**WHAT YOU WILL DO:**
Copy all the lines of the data that include the word "failed".

**RECORDS SHOWN:**

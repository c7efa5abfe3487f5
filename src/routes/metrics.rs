use axum::extract::State;
use axum::response::IntoResponse;
use metrics_exporter_prometheus::PrometheusHandle;
use std::sync::Arc;

/// GET /metrics: Prometheus text exposition of pipeline counters.
pub async fn prometheus_metrics(State(handle): State<Arc<PrometheusHandle>>) -> impl IntoResponse {
    handle.render()
}
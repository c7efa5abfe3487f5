//! HTTP surface of the ingestion API, driven through the router in-process.

mod fixtures;
mod helpers;

use axum::http::{header, StatusCode};
use fixtures::*;
use helpers::*;
use std::sync::Arc;
use tower::ServiceExt;

use scan_translate::services::storage::{InMemoryObjectStorage, ObjectStorage};

#[tokio::test]
async fn unknown_job_is_not_found() {
    let pipeline = Pipeline::new();
    let response = pipeline.router().oneshot(get("/status/nope")).await.unwrap();

    assert_eq!(response.status(), StatusCode::NOT_FOUND);
    assert_eq!(body_json(response).await["status"], "not found");
}

#[tokio::test]
async fn status_lookup_during_store_outage_is_a_server_error() {
    let pipeline = Pipeline::new();
    pipeline.store.set_available(false);

    let response = pipeline.router().oneshot(get("/status/abc")).await.unwrap();
    assert_eq!(response.status(), StatusCode::INTERNAL_SERVER_ERROR);
    let body = body_json(response).await;
    assert!(body.get("status").is_none());
    assert_eq!(body["error"], "Status store unavailable");
}

#[tokio::test]
async fn upload_without_file_field_is_rejected() {
    let pipeline = Pipeline::new();
    let body = format!(
        "--{BOUNDARY}\r\nContent-Disposition: form-data; name=\"other\"\r\n\r\nvalue\r\n--{BOUNDARY}--\r\n"
    );
    let request = axum::http::Request::builder()
        .method("POST")
        .uri("/upload")
        .header(
            header::CONTENT_TYPE,
            format!("multipart/form-data; boundary={BOUNDARY}"),
        )
        .body(axum::body::Body::from(body))
        .unwrap();

    let response = pipeline.router().oneshot(request).await.unwrap();
    assert_eq!(response.status(), StatusCode::BAD_REQUEST);
}

#[tokio::test]
async fn non_image_upload_is_rejected() {
    let pipeline = Pipeline::new();
    let response = pipeline
        .router()
        .oneshot(upload_request(NOT_AN_IMAGE, "doc.pdf", "10.1.0.1"))
        .await
        .unwrap();

    assert_eq!(response.status(), StatusCode::BAD_REQUEST);
    assert!(body_json(response).await["error"].is_string());
    assert_eq!(pipeline.broker.published(scan_translate::services::broker::OCR_QUEUE), 0);
}

#[tokio::test]
async fn empty_upload_is_rejected() {
    let pipeline = Pipeline::new();
    let response = pipeline
        .router()
        .oneshot(upload_request(b"", "empty.png", "10.1.0.2"))
        .await
        .unwrap();
    assert_eq!(response.status(), StatusCode::BAD_REQUEST);
}

#[tokio::test]
async fn uploads_over_the_burst_are_throttled() {
    let pipeline = Pipeline::new();
    let app = pipeline.router_with_limit(1, 2);

    let mut statuses = Vec::new();
    for seed in 0..3 {
        let response = app
            .clone()
            .oneshot(upload_request(&page_png(seed), "page.png", "192.168.1.10"))
            .await
            .unwrap();
        statuses.push(response.status());
    }
    assert_eq!(
        statuses,
        vec![StatusCode::OK, StatusCode::OK, StatusCode::TOO_MANY_REQUESTS]
    );

    // Another client has its own bucket.
    let response = app
        .clone()
        .oneshot(upload_request(&page_png(9), "page.png", "192.168.1.11"))
        .await
        .unwrap();
    assert_eq!(response.status(), StatusCode::OK);

    // Status reads are never throttled.
    for _ in 0..5 {
        let response = app.clone().oneshot(get("/status/unknown")).await.unwrap();
        assert_eq!(response.status(), StatusCode::NOT_FOUND);
    }
}

#[tokio::test]
async fn health_reports_each_dependency() {
    let pipeline = Pipeline::new();

    let response = pipeline.router().oneshot(get("/health")).await.unwrap();
    assert_eq!(response.status(), StatusCode::OK);
    let body = body_json(response).await;
    assert_eq!(body["store"], "ok");
    assert_eq!(body["broker"], "ok");
    assert!(body["timestamp"].is_string());

    pipeline.broker.set_available(false);
    let response = pipeline.router().oneshot(get("/health")).await.unwrap();
    assert_eq!(response.status(), StatusCode::SERVICE_UNAVAILABLE);
    let body = body_json(response).await;
    assert_eq!(body["store"], "ok");
    assert_eq!(body["broker"], "unhealthy");
}

#[tokio::test]
async fn average_response_time_starts_at_zero() {
    let pipeline = Pipeline::new();
    let response = pipeline
        .router()
        .oneshot(get("/average-response-time"))
        .await
        .unwrap();

    assert_eq!(response.status(), StatusCode::OK);
    let body = body_json(response).await;
    assert_eq!(body["average_request_processing_time"], 0.0);
    assert_eq!(body["total_requests"], 0);
}

#[tokio::test]
async fn average_response_time_reflects_completions() {
    let pipeline = Pipeline::new();
    for seed in 30..32 {
        pipeline
            .router()
            .oneshot(upload_request(&page_png(seed), "page.png", "10.2.0.1"))
            .await
            .unwrap();
    }
    pipeline.drain().await;

    let body = body_json(
        pipeline
            .router()
            .oneshot(get("/average-response-time"))
            .await
            .unwrap(),
    )
    .await;
    assert_eq!(body["total_requests"], 2);
    assert!(body["average_request_processing_time"].as_f64().unwrap() >= 0.0);
}

#[tokio::test]
async fn download_rejects_traversal_and_missing_files() {
    let pipeline = Pipeline::new();

    let response = pipeline
        .router()
        .oneshot(get("/download/..%2Fsecret.pdf"))
        .await
        .unwrap();
    assert_eq!(response.status(), StatusCode::BAD_REQUEST);

    let response = pipeline
        .router()
        .oneshot(get("/download/missing.pdf"))
        .await
        .unwrap();
    assert_eq!(response.status(), StatusCode::NOT_FOUND);
}

#[tokio::test]
async fn cloud_download_without_storage_is_not_found() {
    let pipeline = Pipeline::new();
    let response = pipeline
        .router()
        .oneshot(get("/cloud_download/abc.pdf"))
        .await
        .unwrap();
    assert_eq!(response.status(), StatusCode::NOT_FOUND);
}

#[tokio::test]
async fn cloud_download_redirects_or_returns_url() {
    let storage = Arc::new(InMemoryObjectStorage::new());
    let pipeline = Pipeline::with_storage(&[], storage.clone() as Arc<dyn ObjectStorage>);

    let response = pipeline
        .router()
        .oneshot(get("/cloud_download/abc.pdf"))
        .await
        .unwrap();
    assert_eq!(response.status(), StatusCode::TEMPORARY_REDIRECT);
    let expected = storage.presign_download("output/abc.pdf", 900).await.unwrap();
    assert_eq!(response.headers()[header::LOCATION], expected.as_str());

    let response = pipeline
        .router()
        .oneshot(get("/cloud_download/abc.pdf?redirect=false"))
        .await
        .unwrap();
    assert_eq!(response.status(), StatusCode::OK);
    assert_eq!(body_json(response).await["url"], expected.as_str());
}

#[tokio::test]
async fn object_storage_staging_round_trips_through_presigned_urls() {
    let storage = Arc::new(InMemoryObjectStorage::new());
    let pipeline = Pipeline::with_storage(
        &[("STAGING_MODE", "object_storage")],
        storage.clone() as Arc<dyn ObjectStorage>,
    );

    let bytes = page_png(40);
    let body = body_json(
        pipeline
            .router()
            .oneshot(upload_request(&bytes, "scan.png", "10.3.0.1"))
            .await
            .unwrap(),
    )
    .await;
    let job_id = body["jobID"].as_str().unwrap().to_string();

    assert_eq!(
        storage.object(&format!("uploads/scan-{job_id}.png")).unwrap(),
        bytes
    );

    pipeline.drain().await;

    let pdf = storage.object(&format!("output/{job_id}.pdf")).unwrap();
    assert!(pdf.starts_with(b"%PDF"));
    assert!(!pipeline
        .dirs
        .path()
        .join("output")
        .join(format!("{job_id}.pdf"))
        .exists());
}
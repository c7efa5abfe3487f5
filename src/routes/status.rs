use axum::extract::{Path, State};
use axum::http::StatusCode;
use axum::response::{IntoResponse, Response};
use axum::Json;

use crate::app_state::AppState;
use crate::models::responses::{AverageResponseTime, ErrorResponse, StatusResponse};

/// GET /status/{job_id}: current pipeline status of a job.
pub async fn job_status(State(state): State<AppState>, Path(job_id): Path<String>) -> Response {
    match state.store.get_status(&job_id).await {
        Ok(Some(status)) => Json(StatusResponse {
            status: status.to_string(),
        })
        .into_response(),
        Ok(None) => (
            StatusCode::NOT_FOUND,
            Json(StatusResponse {
                status: "not found".to_string(),
            }),
        )
            .into_response(),
        Err(e) => {
            tracing::error!(job_id = %job_id, error = %e, "Status lookup failed");
            (
                StatusCode::INTERNAL_SERVER_ERROR,
                Json(ErrorResponse {
                    error: "Status store unavailable".to_string(),
                }),
            )
                .into_response()
        }
    }
}

/// GET /average-response-time: mean end-to-end seconds over completed jobs.
pub async fn average_response_time(
    State(state): State<AppState>,
) -> Result<Json<AverageResponseTime>, (StatusCode, Json<ErrorResponse>)> {
    let stats = state.store.aggregate().await.map_err(|e| {
        tracing::error!(error = %e, "Aggregate lookup failed");
        (
            StatusCode::INTERNAL_SERVER_ERROR,
            Json(ErrorResponse {
                error: "Status store unavailable".to_string(),
            }),
        )
    })?;

    Ok(Json(AverageResponseTime {
        average_request_processing_time: stats.average(),
        total_requests: stats.total_requests,
    }))
}
//! Scan translation pipeline
//!
//! An ingestion API admits scanned document images; two worker pools connected
//! by Redis queues extract text, translate it, and render a translated PDF,
//! while a status store tracks every job's progress.

pub mod app_state;
pub mod config;
pub mod middleware;
pub mod models;
pub mod routes;
pub mod services;
pub mod workers;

**SOLUTION TO THE PROBLEM:**
            tracing::error!(job_id = %job_id, error = %e, "Status lookup failed");
        tracing::error!(error = %e, "Aggregate lookup failed");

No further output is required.